Ruby combines the best aspects of time-resolved emission (TRE) with laser voltage probing (LVP). This innovative PDP-based prober improves upon legacy LVP systems in terms of key performance specifications such as: measurement bandwidth, ability to measure lower voltage levels, ability to probe both n- and p-FET device types, data represented as voltage-like waveforms, and minimal invasiveness through a reduction in required laser power. Ruby is capable of probing bulk and SOI CMOS devices.

Ruby features key productivity advantages from the TRE system, such as: simple test loop setup and constraints, and industry-leading sensitivity and spatial resolution via the integration of DCG Systems' point-and-click Solid Immersion Lens (SIL) technology.

Ruby incorporates a patented "Point-and-Click" Solid Immersion Lens (SIL) for superior imaging and signal quality with unmatched ease of use. The fully integrated SIL is designed for ultra-high resolution IR imaging and efficient signal acquisition, with true point-and-click usability. The 2.45NA SIL makes direct contact with the silicon substrate, maximizing the signal transmission and image clarity through the back-side silicon.

The combination of optional patented spray cooling technology with the SIL makes Ruby the best-in-class solution for precision waveform acquisition on high-power devices.

The infrared probe laser yields significant improvements over previous generations of laser voltage probers. Ruby's new high bandwidth mode-locked laser (MLL) has a large tuning range and is highly stable. The 1064 nm laser is passively mode-locked with automatic cavity length adjustment to allow for a very short, low-noise laser pulse generation of less than 10ps.
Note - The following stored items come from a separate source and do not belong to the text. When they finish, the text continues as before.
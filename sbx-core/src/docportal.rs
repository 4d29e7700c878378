/*
 * sbx-core
 *
 * Copyright (C) 2023-2024 Xavier R.M. <sapphirus@azorium.net>
 * SPDX-License-Identifier: GPL-3.0-only
 *
 * This library is free software: you can redistribute it and/or modify
 * it under the terms of the GNU General Public License as published by
 * the Free Software Foundation, version 3.
 *
 * This program is distributed in the hope that it will be useful,
 * but WITHOUT ANY WARRANTY; without even the implied warranty of
 * MERCHANTABILITY or FITNESS FOR A PARTICULAR PURPOSE.  See the
 * GNU General Public License for more details.
 *
 * You should have received a copy of the GNU General Public License
 * along with this program.  If not, see <https://www.gnu.org/licenses/>.
 */

//! Rewrites `@@`-delimited command-line arguments into document portal handles and,
//! when the portal is reachable, mounts the per-app document directory into the sandbox.
//!
//! The portal is a D-Bus service; like every other external peer in this crate it is
//! reached through a subprocess (`busctl`) rather than a linked client library.

use std::{path::Path, process::Command};

use crate::{constants::BUSCTL_EXECUTABLE, err, exec::args::ExecutionArgs, export::ExportPlanner, impl_error, Result};

const PORTAL_DEST: &str = "org.freedesktop.portal.Documents";
const PORTAL_PATH: &str = "/org/freedesktop/portal/documents";
const PORTAL_IFACE: &str = "org.freedesktop.portal.Documents";

#[derive(Debug)]
pub enum DocPortalError {
    Unreachable,
    AddFailed(String),
}

impl std::fmt::Display for DocPortalError {
    fn fmt(&self, fmter: &mut std::fmt::Formatter<'_>) -> std::fmt::Result {
        match self {
            Self::Unreachable => write!(fmter, "Document portal is unreachable."),
            Self::AddFailed(detail) => write!(fmter, "Document portal refused to add a file: {detail}"),
        }
    }
}

impl_error!(DocPortalError);

#[derive(Debug, Clone, Copy, PartialEq, Eq)]
enum Span {
    None,
    Path,
    Uri,
}

pub struct DocPortalForwarder {
    app_id: String,
    mount_point: Option<String>,
}

impl DocPortalForwarder {
    pub fn new(app_id: &str) -> Self {
        Self {
            app_id: app_id.to_string(),
            mount_point: None,
        }
    }

    /// Queries `GetMountPoint`; a reachable portal caches its answer for [`Self::bind`].
    pub fn probe(&mut self) -> bool {
        let output = Command::new(*BUSCTL_EXECUTABLE)
            .args(["--user", "call", PORTAL_DEST, PORTAL_PATH, PORTAL_IFACE, "GetMountPoint"])
            .output();

        match output {
            Ok(out) if out.status.success() => {
                let text = String::from_utf8_lossy(&out.stdout);
                self.mount_point = parse_ay_string(&text);
                self.mount_point.is_some()
            }
            _ => false,
        }
    }

    pub fn is_reachable(&self) -> bool {
        self.mount_point.is_some()
    }

    /// Binds `<mount>/by-app/<app-id>` at `/run/user/<uid>/doc` per spec step 9.
    pub fn bind(&self, uid: u32, out: &mut ExecutionArgs) {
        let Some(mount) = &self.mount_point else { return };
        out.robind(&format!("{mount}/by-app/{}", self.app_id), &format!("/run/user/{uid}/doc"));
    }

    /// Rewrites `@@`/`@@u` spans in `argv`, forwarding any argument not already visible
    /// through `planner` to the portal and substituting the document handle in place.
    pub fn rewrite_arguments(&self, argv: &[String], planner: &ExportPlanner) -> Result<Vec<String>> {
        let Some(mount) = &self.mount_point else { return Ok(argv.to_vec()) };

        let mut out = Vec::with_capacity(argv.len());
        let mut span = Span::None;

        for arg in argv {
            match arg.as_str() {
                "@@" if span == Span::None => {
                    span = Span::Path;
                    continue;
                }
                "@@u" if span == Span::None => {
                    span = Span::Uri;
                    continue;
                }
                "@@" => {
                    span = Span::None;
                    continue;
                }
                _ => {}
            }

            if span == Span::None || !arg.starts_with('/') {
                out.push(arg.clone());
                continue;
            }

            let path = Path::new(arg);

            if planner.is_visible(path) {
                out.push(arg.clone());
                continue;
            }

            let basename = path.file_name().map(|n| n.to_string_lossy().into_owned()).unwrap_or_else(|| arg.clone());
            let doc_id = self.add_and_grant(path)?;

            out.push(match span {
                Span::Uri => format!("file://{mount}/{doc_id}/{basename}"),
                _ => format!("{mount}/{doc_id}/{basename}"),
            });
        }

        Ok(out)
    }

    fn add_and_grant(&self, path: &Path) -> Result<String> {
        let add = Command::new(*BUSCTL_EXECUTABLE)
            .args(["--user", "call", PORTAL_DEST, PORTAL_PATH, PORTAL_IFACE, "Add", "hbb", "3", "false", "false"])
            .arg(path)
            .output()
            .map_err(|e| crate::Error::new(Box::new(crate::ErrorKind::ProcessInitFailure(*BUSCTL_EXECUTABLE, e.kind()))))?;

        if !add.status.success() {
            return err!(DocPortalError::AddFailed(String::from_utf8_lossy(&add.stderr).into_owned()));
        }

        let doc_id = parse_s_string(&String::from_utf8_lossy(&add.stdout)).ok_or_else(|| crate::error!(DocPortalError::AddFailed("no document id returned".into())))?;

        let grant = Command::new(*BUSCTL_EXECUTABLE)
            .args(["--user", "call", PORTAL_DEST, PORTAL_PATH, PORTAL_IFACE, "GrantPermissions", "ssas", &doc_id, &self.app_id, "2", "read", "write"])
            .output()
            .map_err(|e| crate::Error::new(Box::new(crate::ErrorKind::ProcessInitFailure(*BUSCTL_EXECUTABLE, e.kind()))))?;

        if !grant.status.success() {
            return err!(DocPortalError::AddFailed(String::from_utf8_lossy(&grant.stderr).into_owned()));
        }

        Ok(doc_id)
    }
}

fn parse_ay_string(text: &str) -> Option<String> {
    text.split('"').nth(1).map(|s| s.strip_suffix("\\0").unwrap_or(s).to_string())
}

fn parse_s_string(text: &str) -> Option<String> {
    text.split('"').nth(1).map(|s| s.to_string())
}

#[cfg(test)]
mod tests {
    use super::*;

    #[test]
    fn unreachable_portal_leaves_argv_untouched() {
        let forwarder = DocPortalForwarder::new("org.example.App");
        let planner = ExportPlanner::new();
        let argv = vec!["@@".to_string(), "/outside/path".to_string(), "@@".to_string()];
        assert_eq!(forwarder.rewrite_arguments(&argv, &planner).unwrap(), argv);
    }

    #[test]
    fn non_absolute_argument_inside_span_is_not_rewritten() {
        let mut forwarder = DocPortalForwarder::new("org.example.App");
        forwarder.mount_point = Some("/run/flatpak/doc".to_string());
        let planner = ExportPlanner::new();
        let argv = vec!["@@".to_string(), "other.txt".to_string(), "@@".to_string()];
        let rewritten = forwarder.rewrite_arguments(&argv, &planner).unwrap();
        assert_eq!(rewritten, vec!["other.txt".to_string()]);
    }

    #[test]
    fn parse_ay_string_extracts_quoted_path() {
        assert_eq!(parse_ay_string("ay 13 \"/run/flatpak/doc\\0\""), Some("/run/flatpak/doc".to_string()));
    }
}
fn parse_bus_policy(section: &IndexMap<String, String>, map: &mut IndexMap<String, BusPolicy>) -> Result<()> {
    for (name, token) in section {
        if !is_well_formed_bus_name(name) {
            return err!(ContextError::MalformedBusName(name.clone()));
        }

        let policy = BusPolicy::from_token(token).ok_or_else(|| {
            Error::new(Box::new(ContextError::UnknownToken {
                field: "bus policy",
                token: token.clone(),
                valid: &["none", "see", "filtered", "talk", "own"],
            }))
        })?;

        map.insert(name.clone(), policy);
    }

    Ok(())
}

fn apply_policy(map: &mut IndexMap<String, Vec<String>>, value: &str, remove: bool) -> Result<()> {
    let Some((key, val)) = value.split_once('=') else { return err!(ContextError::MalformedPolicyKey(value.to_string())) };

    if !key.contains('.') {
        return err!(ContextError::MalformedPolicyKey(key.to_string()));
    }

    if val.starts_with('!') {
        return err!(ContextError::NegatedPolicyValue(val.to_string()));
    }

    let stored = if remove { format!("!{val}") } else { val.to_string() };
    merge_generic(map, key, vec![stored]);
    Ok(())
}

/// Appends `incoming` to the list at `key`, then collapses any prior entry that shares
/// the same stripped-`!` value so that `x` and `!x` reduce to the latest occurrence,
/// preserving the position of each key's first appearance.
fn merge_generic(map: &mut IndexMap<String, Vec<String>>, key: &str, incoming: Vec<String>) {
    let entry = map.entry(key.to_string()).or_default();

    for value in incoming {
        let (_, stripped) = strip_bang(&value);
        let stripped = stripped.to_string();

        if let Some(pos) = entry.iter().position(|existing| strip_bang(existing).1 == stripped) {
            entry[pos] = value;
        } else {
            entry.push(value);
        }
    }
}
The innovative "dual-laser" noise reduction scheme employs an additional diode laser source to sample noise within the test pattern, allowing Ruby to remove low-frequency noise components and improve overall SNR.

Improved spectral matching of the lasers enables a noise floor reduction of greater than two times previous implementations, thus accelerating waveform acquisition times by a factor of four.

Ruby system control is based upon the mature EmiScope graphical user interface, providing analysts with an easy-to-use, familiar environment. Flexible tester synchronization and a single interferometer control parameter are among the simplified setup options available to the user.

Precise timing measurements are possible with a 10ps timing resolution and a bandwidth of greater than 15GHz.